Read on for the transcript:
MSW: “The best way of thinking about this is to go right back to the beginning and think about what bank used to do. It used to be a bank lent you money to buy a house and then they kept that loan on their books and managed the risk themselves. Over the last few years as the derivatives market has grown and grown they’ve stopped doing that and they’ve started taking the loan they’ve lent-the money they’ve given you - chopping the loan into little bits and passing it on. The idea being that if they give lots of loans, bring them all back in, chop them up and then sell them on to other people, the risk of each loan is spread around the place.”
Sarah: “But of course it means your more likely to lend to somebody because you are not carrying the risk yourself”
MSW: “Absolutely. So that has meant that there have been many, many, many more loans so much, much much more risk in total, which is then supposedly being spread everywhere. And that is in some ways a good thing, in some ways a bad thing. If you think of it like for example having one pork fillet that you know might be off and lots that you think probably aren’t. Instead of just taking the one that’s off and either throwing it away or perhaps eating it yourself just to be sure, you chuck it into a sausage machine and then you make lots of sausages all of which might make everybody a tiny bit ill, and that’s basically what’s happened in this market. Does that make sense?
Sarah: “It does, I’m just wondering what’s going to happen now. We’ve got 30 seconds”
MSW: “So now, all these sausages out there and people are saying ‘I don’t know which sausage is going to make me ill, therefore I don’t want any of them’ . So suddenly we can’t put a value on ANY of these loans that are out there at all. Nobody wants them, nobody wants to buy them, nobody wants to tell you what they’re worth, and that has translated into the whole market as a credit problem, because these sausages -or loans - are used as security for other things”
Sarah:”And so everybody is infected and that doesn’t sound good long term.”
MSW:”Well I don’t know that it is good.

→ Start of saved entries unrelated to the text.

//! HTTP playlist source backed by the signage server REST API.
//!
//! The server exposes the active files at `GET /api/files/active` and serves
//! their content at `GET /api/serve/{filename}`. This client only reads the
//! active list; uploads, activation and user management stay with the
//! administrative UI.
//!
//! # Example
//!
//! ```no_run
//! use kioskdisplay::{PlaylistSource, RestPlaylistSource};
//!
//! # async fn example() -> kioskdisplay::Result<()> {
//! let source = RestPlaylistSource::builder()
//!     .base_url("http://signage.local:5000")
//!     .build()?;
//! let snapshot = source.fetch_active().await?;
//! println!("{} item(s) to display", snapshot.len());
//! # Ok(())
//! # }
//! ```

use std::time::Duration;

use async_trait::async_trait;
use percent_encoding::{AsciiSet, CONTROLS, utf8_percent_encode};
use reqwest::Client;
use serde::Deserialize;
use tracing::{debug, warn};

use crate::errors::{DisplayError, Result};
use crate::model::{MediaKind, PlaylistItem, PlaylistSnapshot, display_duration};
use crate::source::PlaylistSource;

/// Default signage server URL
pub const DEFAULT_BASE_URL: &str = "http://localhost:5000";

/// Default timeout for HTTP requests (15 seconds)
pub const DEFAULT_REQUEST_TIMEOUT_SECS: u64 = 15;

/// Display time applied to items the server sends without a usable one
pub const DEFAULT_DISPLAY_SECONDS: f64 = 10.0;

pub const DEFAULT_USER_AGENT: &str = concat!("KioskSignage/", env!("CARGO_PKG_VERSION"));

/// Header carrying the display identifier
pub const DISPLAY_ID_HEADER: &str = "X-Display-Id";

const ACTIVE_FILES_PATH: &str = "/api/files/active";
const SERVE_PATH: &str = "/api/serve/";

/// Characters escaped in the file name path segment.
const PATH_SEGMENT: &AsciiSet = &CONTROLS
    .add(b' ')
    .add(b'"')
    .add(b'#')
    .add(b'%')
    .add(b'/')
    .add(b'<')
    .add(b'>')
    .add(b'?')
    .add(b'`')
    .add(b'{')
    .add(b'}');

/// Identifier as sent by the server (integer primary key today).
#[derive(Debug, Clone, Deserialize)]
#[serde(untagged)]
enum RawId {
    Number(i64),
    Text(String),
}

impl RawId {
    fn into_string(self) -> String {
        match self {
            RawId::Number(n) => n.to_string(),
            RawId::Text(s) => s,
        }
    }
}

fn default_active() -> bool {
    true
}

/// One entry of `GET /api/files/active`. Extra fields are ignored.
#[derive(Debug, Clone, Deserialize)]
pub struct FileRecord {
    id: RawId,
    filename: String,
    #[serde(default)]
    original_name: Option<String>,
    #[serde(default)]
    file_type: Option<String>,
    #[serde(default)]
    display_time: Option<f64>,
    #[serde(default = "default_active")]
    is_active: bool,
}

impl FileRecord {
    pub fn is_active(&self) -> bool {
        self.is_active
    }

    /// Converts the wire record into an item, repairing what can be repaired.
    fn into_item(self, base_url: &str, default_display_seconds: f64) -> Result<PlaylistItem> {
        let id = self.id.into_string();

        let media_kind = match self.file_type.as_deref() {
            Some(raw) if !raw.trim().is_empty() => MediaKind::parse(raw),
            _ => MediaKind::from_file_name(&self.filename)
                .unwrap_or_else(|| MediaKind::Unknown(String::new())),
        };

        let display_name = match self.original_name {
            Some(name) if !name.trim().is_empty() => name,
            _ => self.filename.clone(),
        };

        let display_seconds = match self.display_time {
            Some(secs) if display_duration(secs).is_some() => secs,
            other => {
                warn!(item = %id, display_time = ?other, default = default_display_seconds, "Invalid display time, using default");
                default_display_seconds
            }
        };

        let source_ref = format!(
            "{}{}{}",
            base_url,
            SERVE_PATH,
            utf8_percent_encode(&self.filename, PATH_SEGMENT)
        );

        PlaylistItem::new(id, display_name, media_kind, source_ref, display_seconds)
    }
}

/// Maps the server payload to a snapshot: inactive entries are dropped,
/// broken ones are skipped with a warning, order is preserved.
pub fn snapshot_from_records(
    records: Vec<FileRecord>,
    base_url: &str,
    default_display_seconds: f64,
) -> PlaylistSnapshot {
    records
        .into_iter()
        .filter(FileRecord::is_active)
        .filter_map(|record| match record.into_item(base_url, default_display_seconds) {
            Ok(item) => Some(item),
            Err(err) => {
                warn!(error = %err, "Skipping playlist entry");
                None
            }
        })
        .collect()
}

/// Playlist source reading the signage server REST API.
#[derive(Debug, Clone)]
pub struct RestPlaylistSource {
    client: Client,
    base_url: String,
    display_id: Option<String>,
    default_display_seconds: f64,
}

impl RestPlaylistSource {
    /// Create a source for `base_url` with default settings
    pub fn new(base_url: impl Into<String>) -> Result<Self> {
        Self::builder().base_url(base_url).build()
    }

    pub fn builder() -> RestSourceBuilder {
        RestSourceBuilder::default()
    }

    pub fn base_url(&self) -> &str {
        &self.base_url
    }

    pub fn active_files_url(&self) -> String {
        format!("{}{}", self.base_url, ACTIVE_FILES_PATH)
    }
}

#[async_trait]
impl PlaylistSource for RestPlaylistSource {
    fn name(&self) -> &str {
        "rest"
    }

    async fn fetch_active(&self) -> Result<PlaylistSnapshot> {
        let url = self.active_files_url();
        debug!(url = %url, "Fetching active playlist");

        let mut request = self.client.get(&url);
        if let Some(id) = &self.display_id {
            request = request.header(DISPLAY_ID_HEADER, id);
        }
        let response = request.send().await?;

        let status = response.status();
        let body = response.text().await?;
        if !status.is_success() {
            return Err(DisplayError::Api {
                status: status.as_u16(),
                body,
            });
        }

        let records: Vec<FileRecord> = serde_json::from_str(&body)?;
        let snapshot = snapshot_from_records(records, &self.base_url, self.default_display_seconds);
        debug!(items = snapshot.len(), "Active playlist fetched");
        Ok(snapshot)
    }
}

/// Builder for [`RestPlaylistSource`]
pub struct RestSourceBuilder {
    client: Option<Client>,
    base_url: String,
    timeout: Duration,
    user_agent: String,
    display_id: Option<String>,
    default_display_seconds: f64,
}

impl Default for RestSourceBuilder {
    fn default() -> Self {
        Self {
            client: None,
            base_url: DEFAULT_BASE_URL.to_string(),
            timeout: Duration::from_secs(DEFAULT_REQUEST_TIMEOUT_SECS),
            user_agent: DEFAULT_USER_AGENT.to_string(),
            display_id: None,
            default_display_seconds: DEFAULT_DISPLAY_SECONDS,
        }
    }
}

impl RestSourceBuilder {
    pub fn new() -> Self {
        Self::default()
    }

    /// Set a custom HTTP client
    pub fn client(mut self, client: Client) -> Self {
        self.client = Some(client);
        self
    }

    pub fn base_url(mut self, url: impl Into<String>) -> Self {
        self.base_url = url.into();
        self
    }

    pub fn timeout(mut self, timeout: Duration) -> Self {
        self.timeout = timeout;
        self
    }

    pub fn user_agent(mut self, user_agent: impl Into<String>) -> Self {
        self.user_agent = user_agent.into();
        self
    }

    /// Identifier sent with every request so the server can tell screens apart
    pub fn display_id(mut self, id: impl Into<String>) -> Self {
        self.display_id = Some(id.into());
        self
    }

    /// Display time for items without a positive one
    pub fn default_display_seconds(mut self, seconds: f64) -> Self {
        self.default_display_seconds = seconds;
        self
    }

    pub fn build(self) -> Result<RestPlaylistSource> {
        let base_url = self.base_url.trim().trim_end_matches('/').to_string();
        if !(base_url.starts_with("http://") || base_url.starts_with("https://")) {
            return Err(DisplayError::InvalidUrl(format!(
                "'{base_url}' is not an http(s) URL"
            )));
        }
        if display_duration(self.default_display_seconds).is_none() {
            return Err(DisplayError::invalid_item(format!(
                "default display time out of range, got {}",
                self.default_display_seconds
            )));
        }

        let client = match self.client {
            Some(client) => client,
            None => Client::builder()
                .user_agent(&self.user_agent)
                .timeout(self.timeout)
                .build()?,
        };

        Ok(RestPlaylistSource {
            client,
            base_url,
            display_id: self.display_id,
            default_display_seconds: self.default_display_seconds,
        })
    }
}

#[cfg(test)]
mod tests {
    use super::*;

    const BASE: &str = "http://signage.local:5000";

    fn records(json: &str) -> Vec<FileRecord> {
        serde_json::from_str(json).unwrap()
    }

    #[test]
    fn test_records_map_to_items() {
        let snapshot = snapshot_from_records(
            records(
                r#"[
                {"id": 3, "filename": "a1.mp4", "original_name": "Welcome.mp4",
                 "file_type": "video", "display_time": 30, "is_active": true,
                 "upload_order": 1, "uploader_name": "Admin"},
                {"id": 4, "filename": "b2.pdf", "original_name": "Menu.pdf",
                 "file_type": "pdf", "display_time": 12.5, "is_active": true}
            ]"#,
            ),
            BASE,
            10.0,
        );

        assert_eq!(snapshot.len(), 2);
        let first = snapshot.get(0).unwrap();
        assert_eq!(first.id().0, "3");
        assert_eq!(first.display_name(), "Welcome.mp4");
        assert_eq!(first.media_kind(), &MediaKind::Video);
        assert_eq!(first.source_ref(), "http://signage.local:5000/api/serve/a1.mp4");
        assert_eq!(first.display_seconds(), 30.0);
        assert_eq!(snapshot.get(1).unwrap().display_seconds(), 12.5);
    }

    #[test]
    fn test_inactive_records_are_dropped() {
        let snapshot = snapshot_from_records(
            records(
                r#"[
                {"id": 1, "filename": "a.pdf", "file_type": "pdf", "display_time": 5, "is_active": false},
                {"id": 2, "filename": "b.pdf", "file_type": "pdf", "display_time": 5}
            ]"#,
            ),
            BASE,
            10.0,
        );
        assert_eq!(snapshot.len(), 1);
        assert_eq!(snapshot.get(0).unwrap().id().0, "2");
    }

    #[test]
    fn test_invalid_display_time_uses_default() {
        let snapshot = snapshot_from_records(
            records(
                r#"[
                {"id": 1, "filename": "a.pdf", "file_type": "pdf", "display_time": 0},
                {"id": 2, "filename": "b.pdf", "file_type": "pdf", "display_time": -4},
                {"id": 3, "filename": "c.pdf", "file_type": "pdf"}
            ]"#,
            ),
            BASE,
            8.0,
        );
        assert!(snapshot.iter().all(|item| item.display_seconds() == 8.0));
    }

    #[test]
    fn test_out_of_range_display_time_uses_default() {
        let snapshot = snapshot_from_records(
            records(
                r#"[
                {"id": 1, "filename": "a.pdf", "file_type": "pdf", "display_time": 1e19},
                {"id": 2, "filename": "b.pdf", "file_type": "pdf", "display_time": 1e20},
                {"id": 3, "filename": "c.pdf", "file_type": "pdf", "display_time": 1e-12}
            ]"#,
            ),
            BASE,
            8.0,
        );
        assert_eq!(snapshot.len(), 3);
        assert!(snapshot.iter().all(|item| item.display_seconds() == 8.0));
    }

    #[test]
    fn test_kind_inferred_from_extension_when_missing() {
        let snapshot = snapshot_from_records(
            records(
                r#"[
                {"id": "x", "filename": "sheet.ods", "display_time": 5},
                {"id": "y", "filename": "blob.bin", "display_time": 5},
                {"id": "z", "filename": "v.mp4", "file_type": "hologram", "display_time": 5}
            ]"#,
            ),
            BASE,
            10.0,
        );
        let kinds: Vec<_> = snapshot.iter().map(|i| i.media_kind().clone()).collect();
        assert_eq!(
            kinds,
            vec![
                MediaKind::Document,
                MediaKind::Unknown(String::new()),
                MediaKind::Unknown("hologram".to_string()),
            ]
        );
        // falls back to the stored file name when the original one is missing
        assert_eq!(snapshot.get(0).unwrap().display_name(), "sheet.ods");
    }

    #[test]
    fn test_file_name_is_escaped_in_locator() {
        let snapshot = snapshot_from_records(
            records(r#"[{"id": 1, "filename": "my file#1.pdf", "file_type": "pdf", "display_time": 5}]"#),
            BASE,
            10.0,
        );
        assert_eq!(
            snapshot.get(0).unwrap().source_ref(),
            "http://signage.local:5000/api/serve/my%20file%231.pdf"
        );
    }

    #[test]
    fn test_builder_validates_base_url() {
        assert!(RestPlaylistSource::new("signage.local").is_err());
        let source = RestPlaylistSource::new("http://signage.local:5000/").unwrap();
        assert_eq!(source.base_url(), BASE);
        assert_eq!(
            source.active_files_url(),
            "http://signage.local:5000/api/files/active"
        );
    }

    #[test]
    fn test_builder_rejects_out_of_range_default() {
        assert!(
            RestPlaylistSource::builder()
                .default_display_seconds(0.0)
                .build()
                .is_err()
        );
        assert!(
            RestPlaylistSource::builder()
                .default_display_seconds(1e20)
                .build()
                .is_err()
        );
    }
}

I mean the idea of spreading risk is nice, the idea of spreading so much risk you don’t know where it is, is not nice.”
Sarah: Merryn Somerset-Webb, Thank you.
She must be right, today there’s news of an E.coli outbreak in Paisley due to some dodgy cold meat from Morrison’s, and the FTSE 100’s down 0.5%…
Updated Mentioning the E.coli seems in particularly poor taste now that someone has died I do hope the others infected are all right soon.